::: Records for processing :::
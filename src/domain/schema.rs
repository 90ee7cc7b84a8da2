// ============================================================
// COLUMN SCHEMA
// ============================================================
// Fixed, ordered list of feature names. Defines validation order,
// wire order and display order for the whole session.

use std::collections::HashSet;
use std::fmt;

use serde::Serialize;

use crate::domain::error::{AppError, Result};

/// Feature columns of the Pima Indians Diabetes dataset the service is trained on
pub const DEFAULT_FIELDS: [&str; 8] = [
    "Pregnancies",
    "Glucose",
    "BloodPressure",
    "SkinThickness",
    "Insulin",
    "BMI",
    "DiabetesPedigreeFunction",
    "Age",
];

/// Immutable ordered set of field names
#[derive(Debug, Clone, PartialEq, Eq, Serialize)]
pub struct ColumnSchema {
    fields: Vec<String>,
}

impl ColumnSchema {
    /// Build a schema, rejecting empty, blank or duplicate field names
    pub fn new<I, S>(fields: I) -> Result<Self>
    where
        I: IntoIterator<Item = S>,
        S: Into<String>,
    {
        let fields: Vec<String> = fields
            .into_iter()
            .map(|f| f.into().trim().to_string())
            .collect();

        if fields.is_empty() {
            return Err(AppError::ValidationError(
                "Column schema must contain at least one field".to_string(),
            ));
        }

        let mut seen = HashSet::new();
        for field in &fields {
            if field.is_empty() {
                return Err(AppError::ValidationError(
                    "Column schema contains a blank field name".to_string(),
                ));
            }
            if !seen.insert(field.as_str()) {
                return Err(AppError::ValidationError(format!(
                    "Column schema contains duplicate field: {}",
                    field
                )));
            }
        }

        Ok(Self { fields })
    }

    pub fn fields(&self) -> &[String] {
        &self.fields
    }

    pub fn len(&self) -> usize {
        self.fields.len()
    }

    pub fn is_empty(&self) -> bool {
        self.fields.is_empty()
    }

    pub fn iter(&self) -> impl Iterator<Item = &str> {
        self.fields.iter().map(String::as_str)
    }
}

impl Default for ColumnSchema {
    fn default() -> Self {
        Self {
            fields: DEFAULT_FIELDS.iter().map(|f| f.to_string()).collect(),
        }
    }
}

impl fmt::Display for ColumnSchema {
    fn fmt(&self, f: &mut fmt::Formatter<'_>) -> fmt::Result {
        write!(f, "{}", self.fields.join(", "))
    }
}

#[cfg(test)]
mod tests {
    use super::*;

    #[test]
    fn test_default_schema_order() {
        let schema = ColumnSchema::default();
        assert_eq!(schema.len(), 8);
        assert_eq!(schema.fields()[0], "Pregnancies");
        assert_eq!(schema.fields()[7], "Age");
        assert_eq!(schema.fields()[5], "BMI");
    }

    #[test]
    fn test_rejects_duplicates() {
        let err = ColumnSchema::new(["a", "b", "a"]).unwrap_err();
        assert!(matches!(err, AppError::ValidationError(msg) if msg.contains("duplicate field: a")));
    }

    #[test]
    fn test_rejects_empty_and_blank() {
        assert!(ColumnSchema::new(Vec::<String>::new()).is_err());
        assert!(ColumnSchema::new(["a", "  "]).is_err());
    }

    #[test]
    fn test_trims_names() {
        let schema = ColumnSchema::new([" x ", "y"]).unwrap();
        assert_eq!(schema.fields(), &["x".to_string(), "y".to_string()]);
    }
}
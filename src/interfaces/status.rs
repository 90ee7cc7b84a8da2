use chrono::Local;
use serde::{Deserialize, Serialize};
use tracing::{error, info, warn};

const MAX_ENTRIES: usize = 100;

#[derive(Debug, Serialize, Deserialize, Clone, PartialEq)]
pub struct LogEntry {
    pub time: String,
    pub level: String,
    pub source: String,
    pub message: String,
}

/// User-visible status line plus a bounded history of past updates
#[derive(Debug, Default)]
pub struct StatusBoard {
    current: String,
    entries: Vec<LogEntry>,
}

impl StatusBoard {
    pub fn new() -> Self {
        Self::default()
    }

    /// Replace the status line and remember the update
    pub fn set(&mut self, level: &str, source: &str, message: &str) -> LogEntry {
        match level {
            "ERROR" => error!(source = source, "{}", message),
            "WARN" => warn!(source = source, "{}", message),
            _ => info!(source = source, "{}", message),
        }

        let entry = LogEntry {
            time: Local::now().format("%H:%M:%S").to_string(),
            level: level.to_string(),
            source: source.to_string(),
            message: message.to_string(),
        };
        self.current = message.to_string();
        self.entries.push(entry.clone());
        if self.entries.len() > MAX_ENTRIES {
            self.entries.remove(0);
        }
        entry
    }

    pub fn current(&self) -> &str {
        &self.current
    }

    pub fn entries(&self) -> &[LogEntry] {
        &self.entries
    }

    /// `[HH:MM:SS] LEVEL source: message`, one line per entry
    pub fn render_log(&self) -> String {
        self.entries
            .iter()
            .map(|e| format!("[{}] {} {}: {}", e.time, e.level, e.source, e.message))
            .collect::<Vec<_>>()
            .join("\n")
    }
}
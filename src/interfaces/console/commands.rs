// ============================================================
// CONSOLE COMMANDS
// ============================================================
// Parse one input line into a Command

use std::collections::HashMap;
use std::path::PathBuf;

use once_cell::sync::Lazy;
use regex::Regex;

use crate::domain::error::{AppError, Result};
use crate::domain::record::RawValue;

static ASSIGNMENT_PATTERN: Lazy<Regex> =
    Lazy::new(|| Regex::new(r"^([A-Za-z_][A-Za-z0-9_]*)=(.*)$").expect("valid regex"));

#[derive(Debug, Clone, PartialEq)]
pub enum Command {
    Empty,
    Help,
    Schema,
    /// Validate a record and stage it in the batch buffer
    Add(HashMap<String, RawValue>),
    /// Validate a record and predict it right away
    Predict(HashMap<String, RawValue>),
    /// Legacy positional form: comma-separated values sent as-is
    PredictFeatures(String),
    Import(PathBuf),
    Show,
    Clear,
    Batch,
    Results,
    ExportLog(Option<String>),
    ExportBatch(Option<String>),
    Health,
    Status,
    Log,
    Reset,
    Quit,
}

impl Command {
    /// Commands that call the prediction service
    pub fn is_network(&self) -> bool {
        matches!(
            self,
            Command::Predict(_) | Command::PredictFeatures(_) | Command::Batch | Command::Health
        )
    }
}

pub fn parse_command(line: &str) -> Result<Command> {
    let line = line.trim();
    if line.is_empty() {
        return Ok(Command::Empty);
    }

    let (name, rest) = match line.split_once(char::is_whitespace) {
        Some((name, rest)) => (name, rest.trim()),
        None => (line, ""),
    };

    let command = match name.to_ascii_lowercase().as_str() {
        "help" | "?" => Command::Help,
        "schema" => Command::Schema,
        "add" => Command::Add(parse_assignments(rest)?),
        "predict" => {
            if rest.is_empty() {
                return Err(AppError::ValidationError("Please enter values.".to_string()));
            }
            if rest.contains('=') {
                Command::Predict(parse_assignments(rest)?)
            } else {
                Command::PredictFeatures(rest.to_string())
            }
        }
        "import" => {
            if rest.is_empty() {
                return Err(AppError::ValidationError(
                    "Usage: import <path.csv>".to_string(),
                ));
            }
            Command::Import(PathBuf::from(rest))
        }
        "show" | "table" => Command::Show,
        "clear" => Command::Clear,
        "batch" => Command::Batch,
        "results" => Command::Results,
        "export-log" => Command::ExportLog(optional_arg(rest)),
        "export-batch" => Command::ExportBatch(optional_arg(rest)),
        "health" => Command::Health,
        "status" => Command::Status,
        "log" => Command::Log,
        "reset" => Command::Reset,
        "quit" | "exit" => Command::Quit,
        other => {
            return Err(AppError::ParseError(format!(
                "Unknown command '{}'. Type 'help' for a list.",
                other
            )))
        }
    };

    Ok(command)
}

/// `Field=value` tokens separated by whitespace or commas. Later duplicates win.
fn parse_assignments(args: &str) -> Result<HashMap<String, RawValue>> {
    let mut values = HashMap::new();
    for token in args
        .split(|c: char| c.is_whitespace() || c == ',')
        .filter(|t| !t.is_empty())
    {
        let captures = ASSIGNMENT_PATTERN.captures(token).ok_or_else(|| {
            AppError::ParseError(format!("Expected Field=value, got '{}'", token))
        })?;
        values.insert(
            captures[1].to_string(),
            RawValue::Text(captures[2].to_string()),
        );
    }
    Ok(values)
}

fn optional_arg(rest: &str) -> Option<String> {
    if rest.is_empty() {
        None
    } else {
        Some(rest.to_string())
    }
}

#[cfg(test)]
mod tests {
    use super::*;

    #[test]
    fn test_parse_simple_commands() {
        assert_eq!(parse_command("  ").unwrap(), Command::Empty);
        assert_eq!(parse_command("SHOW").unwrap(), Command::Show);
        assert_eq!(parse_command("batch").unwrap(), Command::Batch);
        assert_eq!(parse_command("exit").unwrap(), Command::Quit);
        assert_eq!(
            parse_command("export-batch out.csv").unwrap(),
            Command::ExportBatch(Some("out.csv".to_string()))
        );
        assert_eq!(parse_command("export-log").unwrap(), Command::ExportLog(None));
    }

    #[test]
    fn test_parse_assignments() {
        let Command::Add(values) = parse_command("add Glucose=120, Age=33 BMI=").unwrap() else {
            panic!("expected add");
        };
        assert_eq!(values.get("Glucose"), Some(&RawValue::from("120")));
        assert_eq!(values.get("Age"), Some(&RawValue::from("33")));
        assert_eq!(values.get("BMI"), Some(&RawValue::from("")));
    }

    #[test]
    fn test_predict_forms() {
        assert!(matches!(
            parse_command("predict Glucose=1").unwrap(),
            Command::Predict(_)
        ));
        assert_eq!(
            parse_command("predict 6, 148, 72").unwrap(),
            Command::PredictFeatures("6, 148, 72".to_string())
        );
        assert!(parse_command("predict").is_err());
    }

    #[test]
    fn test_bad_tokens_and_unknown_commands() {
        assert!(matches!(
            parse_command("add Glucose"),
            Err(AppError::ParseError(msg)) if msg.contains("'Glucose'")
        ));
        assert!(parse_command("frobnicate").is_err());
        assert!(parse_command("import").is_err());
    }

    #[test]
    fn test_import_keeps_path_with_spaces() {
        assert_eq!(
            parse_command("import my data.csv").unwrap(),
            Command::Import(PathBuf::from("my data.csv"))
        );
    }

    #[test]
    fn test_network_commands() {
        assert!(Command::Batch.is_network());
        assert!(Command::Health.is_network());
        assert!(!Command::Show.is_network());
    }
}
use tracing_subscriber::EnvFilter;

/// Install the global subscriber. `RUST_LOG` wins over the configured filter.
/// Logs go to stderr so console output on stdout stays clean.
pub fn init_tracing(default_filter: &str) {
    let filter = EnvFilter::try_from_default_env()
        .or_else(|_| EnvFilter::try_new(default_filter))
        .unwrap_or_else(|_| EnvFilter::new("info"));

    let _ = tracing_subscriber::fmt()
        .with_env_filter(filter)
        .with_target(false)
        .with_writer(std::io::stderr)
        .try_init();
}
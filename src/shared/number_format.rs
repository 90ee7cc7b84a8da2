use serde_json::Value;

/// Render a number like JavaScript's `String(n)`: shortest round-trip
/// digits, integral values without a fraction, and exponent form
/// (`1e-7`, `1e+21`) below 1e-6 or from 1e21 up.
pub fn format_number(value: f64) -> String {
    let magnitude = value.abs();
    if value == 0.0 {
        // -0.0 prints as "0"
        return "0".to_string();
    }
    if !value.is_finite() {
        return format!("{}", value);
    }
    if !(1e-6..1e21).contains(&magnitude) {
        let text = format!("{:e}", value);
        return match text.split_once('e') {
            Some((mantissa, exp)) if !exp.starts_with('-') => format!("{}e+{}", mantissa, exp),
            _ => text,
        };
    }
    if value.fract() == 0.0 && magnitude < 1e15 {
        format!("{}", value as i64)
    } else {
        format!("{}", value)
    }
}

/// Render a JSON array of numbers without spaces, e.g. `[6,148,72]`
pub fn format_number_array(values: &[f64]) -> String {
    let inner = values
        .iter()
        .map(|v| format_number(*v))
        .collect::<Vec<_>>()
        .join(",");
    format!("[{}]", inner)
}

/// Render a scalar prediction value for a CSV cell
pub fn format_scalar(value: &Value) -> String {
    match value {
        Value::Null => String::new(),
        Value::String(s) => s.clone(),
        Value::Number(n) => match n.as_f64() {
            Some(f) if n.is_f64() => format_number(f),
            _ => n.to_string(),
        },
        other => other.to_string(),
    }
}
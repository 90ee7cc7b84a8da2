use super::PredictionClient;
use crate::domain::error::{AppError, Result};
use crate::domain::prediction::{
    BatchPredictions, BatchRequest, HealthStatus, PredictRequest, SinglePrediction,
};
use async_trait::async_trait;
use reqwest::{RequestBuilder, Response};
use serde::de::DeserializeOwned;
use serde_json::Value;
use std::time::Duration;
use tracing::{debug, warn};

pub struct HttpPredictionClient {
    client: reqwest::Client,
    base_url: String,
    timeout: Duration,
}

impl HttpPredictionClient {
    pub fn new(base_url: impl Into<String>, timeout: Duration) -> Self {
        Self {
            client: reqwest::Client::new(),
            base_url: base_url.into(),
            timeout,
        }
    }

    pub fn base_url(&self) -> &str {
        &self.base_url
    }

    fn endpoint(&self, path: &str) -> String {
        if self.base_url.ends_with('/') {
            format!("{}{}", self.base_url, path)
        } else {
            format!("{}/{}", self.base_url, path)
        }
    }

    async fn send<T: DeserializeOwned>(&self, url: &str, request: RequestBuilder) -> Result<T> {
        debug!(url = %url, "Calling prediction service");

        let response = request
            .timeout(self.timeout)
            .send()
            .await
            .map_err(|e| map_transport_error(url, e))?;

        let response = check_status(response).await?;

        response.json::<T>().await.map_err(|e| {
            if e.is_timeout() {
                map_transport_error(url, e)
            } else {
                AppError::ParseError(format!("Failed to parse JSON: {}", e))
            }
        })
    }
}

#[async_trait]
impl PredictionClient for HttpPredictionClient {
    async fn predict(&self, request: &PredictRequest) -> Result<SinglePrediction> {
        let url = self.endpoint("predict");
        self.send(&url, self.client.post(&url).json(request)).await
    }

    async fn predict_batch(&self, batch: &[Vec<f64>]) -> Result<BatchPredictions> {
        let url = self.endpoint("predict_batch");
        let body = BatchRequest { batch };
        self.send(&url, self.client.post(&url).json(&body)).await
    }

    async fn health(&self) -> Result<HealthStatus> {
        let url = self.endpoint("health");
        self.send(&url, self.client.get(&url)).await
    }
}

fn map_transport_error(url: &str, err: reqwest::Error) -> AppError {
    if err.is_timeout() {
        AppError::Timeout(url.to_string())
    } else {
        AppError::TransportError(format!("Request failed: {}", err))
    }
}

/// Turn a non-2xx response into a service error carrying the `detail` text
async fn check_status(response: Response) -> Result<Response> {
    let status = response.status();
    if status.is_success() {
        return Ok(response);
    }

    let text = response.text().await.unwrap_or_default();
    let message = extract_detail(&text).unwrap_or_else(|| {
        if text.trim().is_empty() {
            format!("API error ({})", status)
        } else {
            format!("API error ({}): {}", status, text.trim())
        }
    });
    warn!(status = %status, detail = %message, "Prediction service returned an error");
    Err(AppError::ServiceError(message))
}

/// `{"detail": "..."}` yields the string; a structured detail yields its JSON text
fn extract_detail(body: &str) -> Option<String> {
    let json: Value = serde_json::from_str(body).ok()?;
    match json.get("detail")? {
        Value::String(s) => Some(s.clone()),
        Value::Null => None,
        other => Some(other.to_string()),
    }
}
:::
■ Task instructions ■
Copy out, word for word, the part of the entries above that begins at the line with "pub fn iter(&self)" and ends at the line with "filename src/interfaces/status.rs", including both.

■ Response area ■
    pub fn iter(&self) -> impl Iterator<Item = &str> {
        self.fields.iter().map(String::as_str)
    }
}

impl Default for ColumnSchema {
    fn default() -> Self {
        Self {
            fields: DEFAULT_FIELDS.iter().map(|f| f.to_string()).collect(),
        }
    }
}

impl fmt::Display for ColumnSchema {
    fn fmt(&self, f: &mut fmt::Formatter<'_>) -> fmt::Result {
        write!(f, "{}", self.fields.join(", "))
    }
}

#[cfg(test)]
mod tests {
    use super::*;

    #[test]
    fn test_default_schema_order() {
        let schema = ColumnSchema::default();
        assert_eq!(schema.len(), 8);
        assert_eq!(schema.fields()[0], "Pregnancies");
        assert_eq!(schema.fields()[7], "Age");
        assert_eq!(schema.fields()[5], "BMI");
    }

    #[test]
    fn test_rejects_duplicates() {
        let err = ColumnSchema::new(["a", "b", "a"]).unwrap_err();
        assert!(matches!(err, AppError::ValidationError(msg) if msg.contains("duplicate field: a")));
    }

    #[test]
    fn test_rejects_empty_and_blank() {
        assert!(ColumnSchema::new(Vec::<String>::new()).is_err());
        assert!(ColumnSchema::new(["a", "  "]).is_err());
    }

    #[test]
    fn test_trims_names() {
        let schema = ColumnSchema::new([" x ", "y"]).unwrap();
        assert_eq!(schema.fields(), &["x".to_string(), "y".to_string()]);
    }
}
filename src/interfaces/status.rs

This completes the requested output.